Tsai’s remark came after the Greater Kaohsiung-based company on Tuesday reported a pretax profit of NT$1.056 billion (US$35.3 million) for last month, which was 49.15 percent higher than the previous month.
On an annual basis, last month’s pretax profit plunged 68.08 percent from the same month of last year, the company said in a statement.
Revenue for last month increased by 3.24 percent to NT$20.091 billion from the previous month, down 5.18 percent from a year earlier, it said.
Tsai maintained her profit forecast for China Steel for this year, expecting net income of NT$12.1 billion, or earnings per share of NT$0.81, down 37.7 percent year-on-year, on revenue of NT$229.1 billion, down 4.7 percent from last year, according to the note.

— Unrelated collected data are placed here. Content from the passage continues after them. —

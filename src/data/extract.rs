use crate::data::{Quote, TimeSeries};
use serde_json::Value;
use tracing::warn;

pub const STATUS_OK: u16 = 200;

// Expected shape:
//
// {
//   "chart": {
//     "result": [{
//       "meta": { "regularMarketPrice": 288.99, "previousClose": 291.2, ... },
//       "timestamp": [ ... ],
//       "indicators": { "quote": [{ "close": [ ... ] }] }
//     }],
//     "error": null
//   }
// }

/// Turns a chart response into a series. Never fails: anything unexpected
/// leaves the series invalid or the affected array empty.
pub fn extract_series(symbol: &str, status: u16, body: &[u8]) -> TimeSeries {
    let mut series = TimeSeries::empty(symbol);

    let Some(root) = parse_body(symbol, status, body) else {
        return series;
    };
    let Some(result) = first_result(&root) else {
        return series;
    };

    if let Some(timestamps) = result.get("timestamp").and_then(|v| v.as_array()) {
        series.timestamps = timestamps
            .iter()
            .map(|node| node.as_i64().unwrap_or(0))
            .collect();
    }

    if let Some(close) = close_prices(result) {
        series.prices = close.iter().map(|node| node.as_f64().unwrap_or(0.0)).collect();
        // A present close array marks the series valid, even when empty.
        series.valid = true;
    }

    series
}

/// Turns a summary response into a quote. Valid only when both the market
/// price and the previous close are strictly positive.
pub fn extract_quote(symbol: &str, status: u16, body: &[u8]) -> Quote {
    let mut quote = Quote::empty(symbol);

    let Some(root) = parse_body(symbol, status, body) else {
        return quote;
    };
    let Some(meta) = first_result(&root).and_then(|r| r.get("meta")) else {
        return quote;
    };

    let price = meta
        .get("regularMarketPrice")
        .and_then(|v| v.as_f64())
        .unwrap_or(0.0);
    let prev_close = meta
        .get("previousClose")
        .and_then(|v| v.as_f64())
        .unwrap_or(0.0);

    if price > 0.0 && prev_close > 0.0 {
        quote.price = price;
        quote.change_pct = ((price - prev_close) / prev_close) * 100.0;
        quote.valid = true;
    }

    quote
}

fn parse_body(symbol: &str, status: u16, body: &[u8]) -> Option<Value> {
    if status != STATUS_OK {
        warn!(symbol, status, "fetch failed");
        return None;
    }

    match serde_json::from_slice::<Value>(body) {
        Ok(root) => Some(root),
        Err(e) => {
            warn!(symbol, error = %e, "failed to parse response");
            None
        }
    }
}

fn first_result(root: &Value) -> Option<&Value> {
    let result = root.get("chart")?.get("result")?.as_array()?.first()?;
    result.is_object().then_some(result)
}

fn close_prices(result: &Value) -> Option<&Vec<Value>> {
    result
        .get("indicators")?
        .get("quote")?
        .as_array()?
        .first()?
        .get("close")?
        .as_array()
}

#[cfg(test)]
mod tests {
    use super::*;
    use serde_json::json;

    fn body(value: Value) -> Vec<u8> {
        serde_json::to_vec(&value).unwrap()
    }

    #[test]
    fn test_well_formed_chart() {
        let payload = body(json!({
            "chart": {
                "result": [{
                    "timestamp": [1000, 1010, 1020],
                    "indicators": { "quote": [{ "close": [10.0, 11.0, 12.0] }] }
                }],
                "error": null
            }
        }));

        let series = extract_series("IBM", STATUS_OK, &payload);

        assert!(series.valid);
        assert_eq!(series.symbol, "IBM");
        assert_eq!(series.data_count(), 3);
        assert_eq!(series.timestamps, vec![1000, 1010, 1020]);
        assert_eq!(series.prices, vec![10.0, 11.0, 12.0]);
    }

    #[test]
    fn test_malformed_inputs_are_invalid() {
        let cases: Vec<Vec<u8>> = vec![
            Vec::new(),
            b"not json".to_vec(),
            body(json!({})),
            body(json!({ "chart": { "result": null } })),
            body(json!({ "chart": { "result": [] } })),
            body(json!({ "chart": { "result": [null] } })),
            body(json!({ "chart": "oops" })),
            body(json!([1, 2, 3])),
        ];

        for payload in cases {
            let series = extract_series("IBM", STATUS_OK, &payload);
            assert!(!series.valid);
            assert!(series.timestamps.is_empty());
            assert!(series.prices.is_empty());
        }
    }

    #[test]
    fn test_non_ok_status_is_invalid() {
        let payload = body(json!({
            "chart": { "result": [{
                "timestamp": [1000],
                "indicators": { "quote": [{ "close": [10.0] }] }
            }]}
        }));

        let series = extract_series("IBM", 500, &payload);
        assert!(!series.valid);
        assert!(series.timestamps.is_empty());
    }

    #[test]
    fn test_bad_elements_keep_alignment() {
        let payload = body(json!({
            "chart": { "result": [{
                "timestamp": [1000, "x", 1020.5, null, 1040],
                "indicators": { "quote": [{ "close": [10.0, null, 12, "y", 14.5] }] }
            }]}
        }));

        let series = extract_series("IBM", STATUS_OK, &payload);

        assert!(series.valid);
        assert_eq!(series.timestamps, vec![1000, 0, 0, 0, 1040]);
        assert_eq!(series.prices, vec![10.0, 0.0, 12.0, 0.0, 14.5]);
    }

    #[test]
    fn test_missing_close_keeps_timestamps() {
        let payload = body(json!({
            "chart": { "result": [{
                "timestamp": [1000, 1010],
                "indicators": { "quote": [{}] }
            }]}
        }));

        let series = extract_series("IBM", STATUS_OK, &payload);

        assert!(!series.valid);
        assert_eq!(series.data_count(), 2);
        assert!(series.prices.is_empty());
    }

    #[test]
    fn test_empty_close_array_is_valid() {
        let payload = body(json!({
            "chart": { "result": [{
                "timestamp": [1000, 1010],
                "indicators": { "quote": [{ "close": [] }] }
            }]}
        }));

        let series = extract_series("IBM", STATUS_OK, &payload);

        assert!(series.valid);
        assert_eq!(series.data_count(), 2);
        assert!(series.prices.is_empty());
        assert_eq!(series.last_price(), 0.0);
    }

    #[test]
    fn test_close_without_timestamps() {
        let payload = body(json!({
            "chart": { "result": [{
                "indicators": { "quote": [{ "close": [1.0, 2.0] }] }
            }]}
        }));

        let series = extract_series("IBM", STATUS_OK, &payload);

        assert!(series.valid);
        assert_eq!(series.data_count(), 0);
        assert!(!series.qualifies());
    }

    #[test]
    fn test_quote_change_percent() {
        let payload = body(json!({
            "chart": { "result": [{
                "meta": { "regularMarketPrice": 110.0, "previousClose": 100.0 }
            }]}
        }));

        let quote = extract_quote("EURUSD=X", STATUS_OK, &payload);

        assert!(quote.valid);
        assert_eq!(quote.price, 110.0);
        assert!((quote.change_pct - 10.0).abs() < 1e-9);
        assert_eq!(quote.display_symbol(), "EURUSD");
    }

    #[test]
    fn test_quote_requires_positive_values() {
        let zero_close = body(json!({
            "chart": { "result": [{
                "meta": { "regularMarketPrice": 110.0, "previousClose": 0 }
            }]}
        }));
        let missing_price = body(json!({
            "chart": { "result": [{ "meta": { "previousClose": 100.0 } }] }
        }));
        let no_meta = body(json!({ "chart": { "result": [{}] } }));

        for payload in [zero_close, missing_price, no_meta] {
            let quote = extract_quote("IBM", STATUS_OK, &payload);
            assert!(!quote.valid);
            assert_eq!(quote.price, 0.0);
        }

        assert!(!extract_quote("IBM", 404, b"{}").valid);
    }
}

While lower prices of raw materials such as iron ore have helped China Steel post a pretax profit of NT$786 million in the first five months of the year, the numbers were nearly halved from the NT$14.384 billion China Steel reported in the same period of last year, reflecting still-weak market sentiment so far this year.
“The spot steel prices dropped by US$20 to US$30 per tonne recently in the East Asian market because of increased Chinese steel shipments,” IBTS Investment Consulting Co (台灣工銀投顧) analyst Mandy Lin (林秋香) said in a separate note.
“East Asian steel market demand is expected to stay weak in the third quarter, before picking up in the fourth quarter on China’s easy monetary policies and infrastructure construction projects,” Lin said.
Lin expects China Steel to lower domestic prices by between US$10 and US$20 a tonne for its September deliveries next month, when the company announces its price adjustment plans, after it left domestic prices for July-August shipments mostly unchanged.
Shares of China Steel rose 0.53 percent to NT$28.2 on the Taiwan Stock Exchange yesterday, versus the TAIEX’s 0.80 percent increase.